SVN Capital Fund’s portfolio returned +11.8% (net; subject to audit) for 2024. Depending upon when you invested, your return may be different.

Here is what I’d like to cover in this letter:

  • measuring management teams;
  • the portfolio and performance highlights; and
  • India and Bajaj Finance Limited.

Measuring management teams

In October 2024, I was invited (via Zoom) to speak to a group of students from a small college in Northern Italy. As I went through the four-part investment objectives I employ, one of the students asked me, “How do you evaluate the Duke?” He was referring to the famous speech that Warren Buffett gave at the University of Florida in 2007, in which he said:

…I don’t want a business that is easy for competitors. I want a business with a moat around it. I want a very valuable castle in the middle. And then I want…the Duke in charge of that castle to be honest, hard-working, and able [emphasis mine]. And then I want a big moat around the castle, and that moat can be various things.

Since some of you have asked this question, and it keeps popping up in many of my conversations, I decided to write about it in this letter.

Evaluating “the Duke” (and the team) is a subjective process. It can sometimes be challenging, as it entails measuring some of the qualitative features of the doyens and doyennes.

As Beryl Markham, an aviatrix, said in her memoir, “If a man has any greatness in him, it comes to light, not in one flamboyant hour, but in the ledger of his daily work.” Fortunately, the ledgers of these long-serving CEOs (the average tenure of the CEOs of our portfolio companies is ~13+ years) contain enough debits and credits, allowing me to evaluate both their probity and perfidy.

Since identifying the negative qualities is more straightforward, I look for disqualifying features first. Criminal convictions or any integrity-impacting legal fracases would be disqualifying features. When I was conducting due diligence on a company, a former senior management team member described the CEO, sotto voce, as someone “who has great respect for the truth, and so uses it sparingly.” I ran, metaphorically, as fast as Forrest Gump. Integrity is a desideratum.
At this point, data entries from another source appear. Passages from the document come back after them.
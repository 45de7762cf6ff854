// src/provider/registry.rs — Provider lookup by id, built from config + env

use std::collections::{BTreeSet, HashMap};
use std::sync::Arc;
use std::time::Duration;

use super::openai_compat::OpenAICompatProvider;
use super::retry::RetryProvider;
use super::ModelProvider;
use crate::infra::config::{Config, ProviderEntry};
use crate::infra::errors::GoalForgeError;

/// Built-in endpoints used when the config declares no `[[providers]]`.
/// (id, display name, base url, api key env var)
const DEFAULT_ENDPOINTS: &[(&str, &str, &str, &str)] = &[
    ("openai", "OpenAI", "https://api.openai.com/v1", "OPENAI_API_KEY"),
    ("anthropic", "Anthropic", "https://api.anthropic.com/v1", "ANTHROPIC_API_KEY"),
    (
        "google",
        "Google Gemini",
        "https://generativelanguage.googleapis.com/v1beta/openai",
        "GEMINI_API_KEY",
    ),
    ("groq", "Groq", "https://api.groq.com/openai/v1", "GROQ_API_KEY"),
    ("ollama", "Ollama", "http://localhost:11434/v1", ""),
];

/// All providers available to one process, keyed by provider id.
#[derive(Clone, Default)]
pub struct ProviderRegistry {
    providers: HashMap<String, Arc<dyn ModelProvider>>,
}

impl ProviderRegistry {
    pub fn new() -> Self {
        Self::default()
    }

    pub fn register(&mut self, provider: Arc<dyn ModelProvider>) {
        self.providers.insert(provider.id().to_string(), provider);
    }

    pub fn with(mut self, provider: Arc<dyn ModelProvider>) -> Self {
        self.register(provider);
        self
    }

    pub fn get(&self, provider_id: &str) -> Result<Arc<dyn ModelProvider>, GoalForgeError> {
        self.providers
            .get(provider_id)
            .cloned()
            .ok_or_else(|| GoalForgeError::UnknownProvider {
                provider: provider_id.to_string(),
            })
    }

    pub fn contains(&self, provider_id: &str) -> bool {
        self.providers.contains_key(provider_id)
    }

    /// Sorted provider ids.
    pub fn ids(&self) -> BTreeSet<String> {
        self.providers.keys().cloned().collect()
    }

    pub fn is_empty(&self) -> bool {
        self.providers.is_empty()
    }

    /// Build the registry from config, resolving API keys from the environment.
    ///
    /// Every provider is wrapped in a `RetryProvider`.
    pub fn from_config(config: &Config) -> Self {
        let entries: Vec<ProviderEntry> = if config.providers.is_empty() {
            DEFAULT_ENDPOINTS
                .iter()
                .map(|(id, name, url, env)| ProviderEntry {
                    id: id.to_string(),
                    name: Some(name.to_string()),
                    base_url: url.to_string(),
                    api_key_env: env.to_string(),
                    timeout_secs: 60,
                })
                .collect()
        } else {
            config.providers.clone()
        };

        let mut registry = Self::new();
        for entry in entries {
            let api_key = if entry.api_key_env.is_empty() {
                None
            } else {
                match std::env::var(&entry.api_key_env) {
                    Ok(key) if !key.trim().is_empty() => Some(key),
                    _ => {
                        tracing::debug!(
                            provider = %entry.id,
                            env = %entry.api_key_env,
                            "Skipping provider without API key"
                        );
                        continue;
                    }
                }
            };

            let name = entry.name.clone().unwrap_or_else(|| entry.id.clone());
            let inner: Arc<dyn ModelProvider> = Arc::new(OpenAICompatProvider::new(
                entry.id.clone(),
                name,
                api_key,
                entry.base_url.clone(),
                Duration::from_secs(entry.timeout_secs),
            ));
            registry.register(Arc::new(RetryProvider::new(inner)));
            tracing::debug!(provider = %entry.id, "Registered provider");
        }
        registry
    }
}

impl std::fmt::Debug for ProviderRegistry {
    fn fmt(&self, f: &mut std::fmt::Formatter<'_>) -> std::fmt::Result {
        f.debug_struct("ProviderRegistry")
            .field("providers", &self.ids())
            .finish()
    }
}

#[cfg(test)]
mod tests {
    use super::*;
    use crate::infra::config::ProviderEntry;

    #[test]
    fn test_unknown_provider_error() {
        let r = ProviderRegistry::new();
        let err = r.get("openai").err().unwrap();
        assert!(matches!(err, GoalForgeError::UnknownProvider { .. }));
    }

    #[test]
    fn test_keyless_provider_is_registered() {
        let config = Config {
            providers: vec![ProviderEntry {
                id: "local".into(),
                name: None,
                base_url: "http://localhost:8080/v1".into(),
                api_key_env: String::new(),
                timeout_secs: 5,
            }],
            ..Default::default()
        };
        let r = ProviderRegistry::from_config(&config);
        assert!(r.contains("local"));
        assert_eq!(r.get("local").unwrap().name(), "local");
    }

    #[test]
    fn test_provider_with_missing_key_is_skipped() {
        let config = Config {
            providers: vec![ProviderEntry {
                id: "ghost".into(),
                name: Some("Ghost".into()),
                base_url: "https://example.invalid/v1".into(),
                api_key_env: "GOALFORGE_TEST_KEY_THAT_IS_NEVER_SET".into(),
                timeout_secs: 5,
            }],
            ..Default::default()
        };
        let r = ProviderRegistry::from_config(&config);
        assert!(r.is_empty());
    }
}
Often, corporate skullduggery is evident in the proxy documents. The proxy describes in detail the compensation and incentive programs, and it is one of the first few documents I review before diving into in-depth analysis. When the proxy displays low insider ownership interest, egregious compensation schemes, and shareholder-unfriendly incentive structures for the senior management teams, I put them into the unfavorable features bucket. For example, I have passed on many companies where the incentive payments to the senior management teams were based solely on sales growth, as this is a recipe for long-term disaster. The disqualifying and unfavorable features are somewhat more easily identified; what I look for is the absence of disqualifying and unfavorable attributes.

On the other hand, I look for an abundance of favorable and essential features in the management teams. Most of the time, these two features reveal their presence through the many effects they produce across the organization. For example:

  • Good corporate culture is an aftereffect of these positive features. One such aftereffect is low employee turnover. Hermès, the French luxury company that we own, has one of the lowest employee turnover rates (~5%) in the world. This is a result of many decades of favorable decisions. Pierre-Alexis Dumas, a member of the founding family and artistic director at the company, made a few profound comments about the culture in a recent short CBS interview, which you can see here: Hermès and the success of the coveted Birkin bag | 60 Minutes.
  • Reinvestment is a sine qua non for intrinsic value creation in business. Few businesses present the opportunity for the management teams to reinvest all the free cash flow generated. Fewer management teams make such an impactful decision even when they have such reinvestment opportunities. Dino Polska, the Polish grocery chain, is one where the founder has made such a favorable decision since the company’s founding.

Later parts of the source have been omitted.